*** Opening of DATA LISTING ***

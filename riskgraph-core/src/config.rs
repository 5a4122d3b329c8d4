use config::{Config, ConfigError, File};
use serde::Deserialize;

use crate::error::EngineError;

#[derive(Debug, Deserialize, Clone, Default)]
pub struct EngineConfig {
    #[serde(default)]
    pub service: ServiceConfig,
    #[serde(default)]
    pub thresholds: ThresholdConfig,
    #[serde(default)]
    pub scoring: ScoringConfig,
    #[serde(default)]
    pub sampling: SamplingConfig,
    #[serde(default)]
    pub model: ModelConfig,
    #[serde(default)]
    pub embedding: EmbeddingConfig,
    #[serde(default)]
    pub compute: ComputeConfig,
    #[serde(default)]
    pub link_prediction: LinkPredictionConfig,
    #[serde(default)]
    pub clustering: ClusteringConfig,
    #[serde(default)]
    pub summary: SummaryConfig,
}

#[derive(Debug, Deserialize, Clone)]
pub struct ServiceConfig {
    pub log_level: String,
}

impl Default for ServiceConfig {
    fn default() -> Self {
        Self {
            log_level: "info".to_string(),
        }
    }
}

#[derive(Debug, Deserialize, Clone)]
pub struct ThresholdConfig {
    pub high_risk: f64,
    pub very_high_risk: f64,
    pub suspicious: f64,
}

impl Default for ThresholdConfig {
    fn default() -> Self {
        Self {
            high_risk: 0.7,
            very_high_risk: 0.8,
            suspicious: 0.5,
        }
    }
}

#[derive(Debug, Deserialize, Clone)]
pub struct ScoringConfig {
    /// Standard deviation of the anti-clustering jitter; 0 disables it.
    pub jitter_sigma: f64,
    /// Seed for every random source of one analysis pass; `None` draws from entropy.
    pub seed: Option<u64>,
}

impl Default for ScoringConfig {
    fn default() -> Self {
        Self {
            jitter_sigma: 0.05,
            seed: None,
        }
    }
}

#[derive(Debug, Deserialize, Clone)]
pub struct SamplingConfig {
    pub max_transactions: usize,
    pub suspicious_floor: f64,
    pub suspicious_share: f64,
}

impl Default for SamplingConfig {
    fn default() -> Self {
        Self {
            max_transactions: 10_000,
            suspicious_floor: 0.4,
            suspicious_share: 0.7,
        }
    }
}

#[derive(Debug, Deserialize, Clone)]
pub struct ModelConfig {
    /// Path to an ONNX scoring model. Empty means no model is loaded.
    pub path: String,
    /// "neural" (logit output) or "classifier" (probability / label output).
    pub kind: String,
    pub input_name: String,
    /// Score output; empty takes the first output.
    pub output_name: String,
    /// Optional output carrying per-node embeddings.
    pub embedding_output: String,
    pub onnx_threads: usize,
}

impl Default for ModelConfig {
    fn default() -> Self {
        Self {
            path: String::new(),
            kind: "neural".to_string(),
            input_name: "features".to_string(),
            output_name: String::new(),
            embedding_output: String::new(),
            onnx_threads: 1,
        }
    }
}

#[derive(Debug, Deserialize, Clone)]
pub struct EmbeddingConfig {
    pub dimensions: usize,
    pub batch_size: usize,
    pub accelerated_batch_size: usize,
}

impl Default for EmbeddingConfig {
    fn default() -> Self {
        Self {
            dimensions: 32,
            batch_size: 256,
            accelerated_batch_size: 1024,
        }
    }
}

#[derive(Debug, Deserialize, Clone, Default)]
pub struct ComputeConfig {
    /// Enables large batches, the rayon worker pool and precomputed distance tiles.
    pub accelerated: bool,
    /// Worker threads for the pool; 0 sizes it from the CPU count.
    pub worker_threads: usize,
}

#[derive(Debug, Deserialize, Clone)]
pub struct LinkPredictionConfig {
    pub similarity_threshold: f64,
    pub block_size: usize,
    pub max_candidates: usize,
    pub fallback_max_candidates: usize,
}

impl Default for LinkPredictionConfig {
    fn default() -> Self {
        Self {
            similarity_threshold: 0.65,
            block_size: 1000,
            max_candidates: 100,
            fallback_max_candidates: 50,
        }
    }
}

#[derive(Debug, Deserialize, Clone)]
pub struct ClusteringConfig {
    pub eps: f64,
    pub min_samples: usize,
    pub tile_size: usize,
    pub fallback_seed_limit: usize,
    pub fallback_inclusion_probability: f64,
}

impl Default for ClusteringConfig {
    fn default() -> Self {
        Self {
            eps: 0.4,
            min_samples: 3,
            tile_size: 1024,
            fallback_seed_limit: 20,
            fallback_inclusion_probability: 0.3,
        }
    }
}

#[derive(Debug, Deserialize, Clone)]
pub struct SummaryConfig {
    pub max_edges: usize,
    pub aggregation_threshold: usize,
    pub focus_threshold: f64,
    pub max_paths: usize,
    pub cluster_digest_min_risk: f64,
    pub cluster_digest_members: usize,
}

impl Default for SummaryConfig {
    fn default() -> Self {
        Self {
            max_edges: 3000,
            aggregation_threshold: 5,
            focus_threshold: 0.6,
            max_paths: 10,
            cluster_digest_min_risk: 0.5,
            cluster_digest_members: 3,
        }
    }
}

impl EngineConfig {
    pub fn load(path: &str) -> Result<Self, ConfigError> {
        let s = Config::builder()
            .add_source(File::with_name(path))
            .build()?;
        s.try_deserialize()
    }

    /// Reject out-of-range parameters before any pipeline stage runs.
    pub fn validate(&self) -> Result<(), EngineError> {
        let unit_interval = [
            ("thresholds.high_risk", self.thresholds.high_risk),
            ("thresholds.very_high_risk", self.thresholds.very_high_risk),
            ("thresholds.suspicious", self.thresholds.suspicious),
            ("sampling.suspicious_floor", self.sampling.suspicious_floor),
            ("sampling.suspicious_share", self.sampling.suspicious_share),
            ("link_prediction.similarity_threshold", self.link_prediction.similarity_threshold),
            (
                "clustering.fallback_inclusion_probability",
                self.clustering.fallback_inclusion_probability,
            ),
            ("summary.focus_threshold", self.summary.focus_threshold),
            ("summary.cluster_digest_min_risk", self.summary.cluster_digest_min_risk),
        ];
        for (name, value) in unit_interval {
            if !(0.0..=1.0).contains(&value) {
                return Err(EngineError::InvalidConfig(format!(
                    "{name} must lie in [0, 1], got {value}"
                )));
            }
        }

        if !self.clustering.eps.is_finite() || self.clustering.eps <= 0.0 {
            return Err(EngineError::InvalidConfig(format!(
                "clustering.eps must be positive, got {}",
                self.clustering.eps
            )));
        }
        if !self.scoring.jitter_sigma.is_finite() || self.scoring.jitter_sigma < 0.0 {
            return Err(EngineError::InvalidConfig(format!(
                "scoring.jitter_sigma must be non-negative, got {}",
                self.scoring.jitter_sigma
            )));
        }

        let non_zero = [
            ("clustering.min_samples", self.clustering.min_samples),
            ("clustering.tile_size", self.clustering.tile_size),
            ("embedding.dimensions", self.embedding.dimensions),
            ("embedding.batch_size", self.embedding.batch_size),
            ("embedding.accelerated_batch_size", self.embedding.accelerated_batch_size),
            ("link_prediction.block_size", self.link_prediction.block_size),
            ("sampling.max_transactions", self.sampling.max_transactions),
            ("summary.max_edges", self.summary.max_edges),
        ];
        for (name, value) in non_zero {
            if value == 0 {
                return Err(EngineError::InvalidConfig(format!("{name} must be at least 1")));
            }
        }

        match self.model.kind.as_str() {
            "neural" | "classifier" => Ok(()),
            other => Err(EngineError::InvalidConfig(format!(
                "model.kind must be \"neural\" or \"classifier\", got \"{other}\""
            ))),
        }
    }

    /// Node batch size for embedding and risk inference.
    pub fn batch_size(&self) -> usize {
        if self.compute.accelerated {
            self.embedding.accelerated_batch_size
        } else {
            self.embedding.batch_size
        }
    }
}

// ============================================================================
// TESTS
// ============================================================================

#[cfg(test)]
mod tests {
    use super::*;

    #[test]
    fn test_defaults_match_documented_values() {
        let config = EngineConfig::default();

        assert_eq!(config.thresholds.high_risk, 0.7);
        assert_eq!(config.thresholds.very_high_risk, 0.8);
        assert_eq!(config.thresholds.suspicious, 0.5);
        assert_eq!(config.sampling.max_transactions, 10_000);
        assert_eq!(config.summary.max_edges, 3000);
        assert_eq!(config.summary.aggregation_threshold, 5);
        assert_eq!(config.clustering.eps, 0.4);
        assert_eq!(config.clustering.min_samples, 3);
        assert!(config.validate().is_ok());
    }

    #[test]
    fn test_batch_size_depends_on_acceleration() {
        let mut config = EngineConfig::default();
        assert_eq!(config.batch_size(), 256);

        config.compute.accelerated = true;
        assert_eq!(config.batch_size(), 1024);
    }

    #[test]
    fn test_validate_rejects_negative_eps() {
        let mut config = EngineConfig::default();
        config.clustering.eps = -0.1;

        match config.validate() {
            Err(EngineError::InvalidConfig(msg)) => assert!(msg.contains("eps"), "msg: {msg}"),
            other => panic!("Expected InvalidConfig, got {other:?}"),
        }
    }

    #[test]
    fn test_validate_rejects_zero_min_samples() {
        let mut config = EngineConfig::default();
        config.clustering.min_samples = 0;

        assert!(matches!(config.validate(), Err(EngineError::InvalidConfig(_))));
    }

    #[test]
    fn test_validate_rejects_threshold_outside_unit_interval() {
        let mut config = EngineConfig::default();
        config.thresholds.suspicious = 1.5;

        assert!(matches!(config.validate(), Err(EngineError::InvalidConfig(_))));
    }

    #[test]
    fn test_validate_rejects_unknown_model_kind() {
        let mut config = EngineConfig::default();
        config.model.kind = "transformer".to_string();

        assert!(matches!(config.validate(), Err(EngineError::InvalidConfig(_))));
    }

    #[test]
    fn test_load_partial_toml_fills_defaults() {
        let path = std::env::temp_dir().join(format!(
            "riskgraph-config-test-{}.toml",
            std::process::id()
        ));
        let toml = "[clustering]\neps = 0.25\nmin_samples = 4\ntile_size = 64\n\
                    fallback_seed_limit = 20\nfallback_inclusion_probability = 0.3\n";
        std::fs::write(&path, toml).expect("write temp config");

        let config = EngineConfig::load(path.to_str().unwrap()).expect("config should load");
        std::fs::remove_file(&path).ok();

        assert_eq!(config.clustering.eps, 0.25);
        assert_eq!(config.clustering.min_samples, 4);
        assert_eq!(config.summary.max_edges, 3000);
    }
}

*** Close of DATA LISTING ***
*** Opening of DATA LISTING ***

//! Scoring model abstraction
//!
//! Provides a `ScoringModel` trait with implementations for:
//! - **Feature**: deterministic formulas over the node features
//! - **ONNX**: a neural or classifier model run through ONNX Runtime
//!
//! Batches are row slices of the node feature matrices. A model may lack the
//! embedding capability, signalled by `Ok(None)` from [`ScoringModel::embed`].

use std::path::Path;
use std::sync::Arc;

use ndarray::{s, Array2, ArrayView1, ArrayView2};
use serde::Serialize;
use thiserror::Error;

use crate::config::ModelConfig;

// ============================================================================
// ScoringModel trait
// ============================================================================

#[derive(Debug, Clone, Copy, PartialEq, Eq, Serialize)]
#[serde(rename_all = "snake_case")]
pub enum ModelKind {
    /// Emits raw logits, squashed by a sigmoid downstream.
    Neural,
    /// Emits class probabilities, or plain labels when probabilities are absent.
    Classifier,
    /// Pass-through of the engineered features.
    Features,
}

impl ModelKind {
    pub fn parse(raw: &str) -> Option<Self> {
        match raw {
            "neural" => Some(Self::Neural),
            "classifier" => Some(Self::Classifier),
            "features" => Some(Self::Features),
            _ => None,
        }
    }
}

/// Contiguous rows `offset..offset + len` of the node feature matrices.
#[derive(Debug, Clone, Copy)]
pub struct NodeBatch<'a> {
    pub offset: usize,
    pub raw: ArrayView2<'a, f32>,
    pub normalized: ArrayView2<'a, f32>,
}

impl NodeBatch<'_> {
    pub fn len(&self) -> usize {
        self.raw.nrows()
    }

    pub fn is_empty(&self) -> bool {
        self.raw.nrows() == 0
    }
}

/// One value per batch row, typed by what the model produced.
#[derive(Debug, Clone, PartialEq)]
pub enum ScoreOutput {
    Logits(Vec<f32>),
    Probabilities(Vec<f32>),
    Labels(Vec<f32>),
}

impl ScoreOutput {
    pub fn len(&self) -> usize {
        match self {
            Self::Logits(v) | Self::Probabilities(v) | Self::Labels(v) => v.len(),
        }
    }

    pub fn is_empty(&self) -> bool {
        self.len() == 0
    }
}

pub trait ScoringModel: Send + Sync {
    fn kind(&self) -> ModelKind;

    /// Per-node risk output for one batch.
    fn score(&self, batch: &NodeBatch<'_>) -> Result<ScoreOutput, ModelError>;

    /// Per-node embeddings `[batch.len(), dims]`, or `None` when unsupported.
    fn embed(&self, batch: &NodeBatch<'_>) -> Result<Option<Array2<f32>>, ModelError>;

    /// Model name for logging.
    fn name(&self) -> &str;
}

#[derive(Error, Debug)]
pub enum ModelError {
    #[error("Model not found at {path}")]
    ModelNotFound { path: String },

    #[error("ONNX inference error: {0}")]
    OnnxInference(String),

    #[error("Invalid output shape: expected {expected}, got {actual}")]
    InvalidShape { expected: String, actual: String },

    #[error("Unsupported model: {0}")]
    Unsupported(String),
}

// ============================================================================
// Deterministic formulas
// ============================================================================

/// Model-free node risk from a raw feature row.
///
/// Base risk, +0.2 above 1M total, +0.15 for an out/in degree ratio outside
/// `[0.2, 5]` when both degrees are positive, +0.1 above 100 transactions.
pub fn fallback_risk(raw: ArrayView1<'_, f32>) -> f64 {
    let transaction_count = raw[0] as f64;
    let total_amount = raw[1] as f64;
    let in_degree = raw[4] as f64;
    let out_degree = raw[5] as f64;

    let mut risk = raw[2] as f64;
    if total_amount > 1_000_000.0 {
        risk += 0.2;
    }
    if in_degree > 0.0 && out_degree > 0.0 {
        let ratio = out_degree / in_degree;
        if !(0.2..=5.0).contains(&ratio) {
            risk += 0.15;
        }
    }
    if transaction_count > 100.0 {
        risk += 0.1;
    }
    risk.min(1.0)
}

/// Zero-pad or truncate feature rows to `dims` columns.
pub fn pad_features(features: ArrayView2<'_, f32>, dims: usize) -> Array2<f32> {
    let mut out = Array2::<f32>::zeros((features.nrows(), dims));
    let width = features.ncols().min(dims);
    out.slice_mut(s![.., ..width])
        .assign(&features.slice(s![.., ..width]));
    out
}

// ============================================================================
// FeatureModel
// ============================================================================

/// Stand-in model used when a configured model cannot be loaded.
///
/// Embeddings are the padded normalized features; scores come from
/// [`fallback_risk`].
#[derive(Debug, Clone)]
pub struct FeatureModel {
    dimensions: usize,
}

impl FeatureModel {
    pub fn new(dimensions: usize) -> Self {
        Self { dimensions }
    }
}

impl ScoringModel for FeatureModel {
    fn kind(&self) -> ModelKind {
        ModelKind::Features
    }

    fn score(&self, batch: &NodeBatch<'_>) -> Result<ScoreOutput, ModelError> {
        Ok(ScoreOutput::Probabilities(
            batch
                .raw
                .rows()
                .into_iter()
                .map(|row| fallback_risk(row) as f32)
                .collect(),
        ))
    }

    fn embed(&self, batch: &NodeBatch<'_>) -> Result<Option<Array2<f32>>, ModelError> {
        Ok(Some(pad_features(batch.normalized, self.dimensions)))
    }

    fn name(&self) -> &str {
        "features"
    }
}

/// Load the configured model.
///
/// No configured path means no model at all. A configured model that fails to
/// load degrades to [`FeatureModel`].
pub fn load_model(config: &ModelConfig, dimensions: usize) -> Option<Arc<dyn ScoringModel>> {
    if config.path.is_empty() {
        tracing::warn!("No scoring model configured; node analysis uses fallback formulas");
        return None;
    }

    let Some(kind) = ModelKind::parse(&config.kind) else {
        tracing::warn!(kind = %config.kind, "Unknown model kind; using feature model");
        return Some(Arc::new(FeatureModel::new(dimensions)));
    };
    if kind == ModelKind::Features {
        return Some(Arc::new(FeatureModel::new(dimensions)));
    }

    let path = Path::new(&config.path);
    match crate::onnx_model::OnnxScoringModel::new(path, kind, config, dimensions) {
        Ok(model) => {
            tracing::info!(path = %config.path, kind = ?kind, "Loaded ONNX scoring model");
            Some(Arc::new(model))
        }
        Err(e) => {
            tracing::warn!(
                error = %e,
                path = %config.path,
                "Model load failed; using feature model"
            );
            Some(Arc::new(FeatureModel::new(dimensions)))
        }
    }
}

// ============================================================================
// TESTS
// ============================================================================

*** Close of DATA LISTING ***
*** Opening of DATA LISTING ***

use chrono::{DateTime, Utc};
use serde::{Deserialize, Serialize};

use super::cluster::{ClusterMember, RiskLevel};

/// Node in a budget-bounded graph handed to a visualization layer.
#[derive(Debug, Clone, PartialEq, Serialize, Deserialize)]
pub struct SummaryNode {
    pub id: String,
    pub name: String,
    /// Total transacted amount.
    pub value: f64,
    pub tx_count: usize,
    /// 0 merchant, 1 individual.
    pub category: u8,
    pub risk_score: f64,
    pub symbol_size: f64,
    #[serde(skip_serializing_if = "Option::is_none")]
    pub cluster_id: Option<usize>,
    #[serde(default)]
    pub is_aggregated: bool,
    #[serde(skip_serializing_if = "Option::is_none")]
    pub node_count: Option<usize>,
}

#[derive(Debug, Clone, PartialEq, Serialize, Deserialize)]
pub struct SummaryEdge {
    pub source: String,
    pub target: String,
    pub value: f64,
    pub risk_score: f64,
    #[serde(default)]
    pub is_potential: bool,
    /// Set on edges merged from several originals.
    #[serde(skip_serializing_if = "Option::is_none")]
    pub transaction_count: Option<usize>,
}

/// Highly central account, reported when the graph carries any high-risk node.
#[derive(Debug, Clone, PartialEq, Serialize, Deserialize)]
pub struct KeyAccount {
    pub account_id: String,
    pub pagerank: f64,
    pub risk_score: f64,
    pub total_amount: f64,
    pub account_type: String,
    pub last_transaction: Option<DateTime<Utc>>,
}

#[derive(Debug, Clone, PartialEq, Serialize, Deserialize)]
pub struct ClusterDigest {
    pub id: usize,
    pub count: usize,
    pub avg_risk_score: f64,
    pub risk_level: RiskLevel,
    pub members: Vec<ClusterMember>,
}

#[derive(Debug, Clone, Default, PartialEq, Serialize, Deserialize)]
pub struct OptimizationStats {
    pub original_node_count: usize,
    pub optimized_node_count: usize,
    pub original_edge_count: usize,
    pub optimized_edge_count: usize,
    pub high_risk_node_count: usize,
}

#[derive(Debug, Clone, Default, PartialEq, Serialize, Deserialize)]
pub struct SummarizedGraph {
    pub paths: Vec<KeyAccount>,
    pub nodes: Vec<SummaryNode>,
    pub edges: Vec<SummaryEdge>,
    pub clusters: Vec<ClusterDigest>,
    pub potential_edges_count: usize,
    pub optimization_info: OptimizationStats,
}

*** Close of DATA LISTING ***

→ DIRECTIONS FOR THIS TASK: The answer must consist of every line from the data that contains the word "EmbeddingConfig".

→ TASK RESPONSE:
    pub embedding: EmbeddingConfig,
pub struct EmbeddingConfig {
impl Default for EmbeddingConfig {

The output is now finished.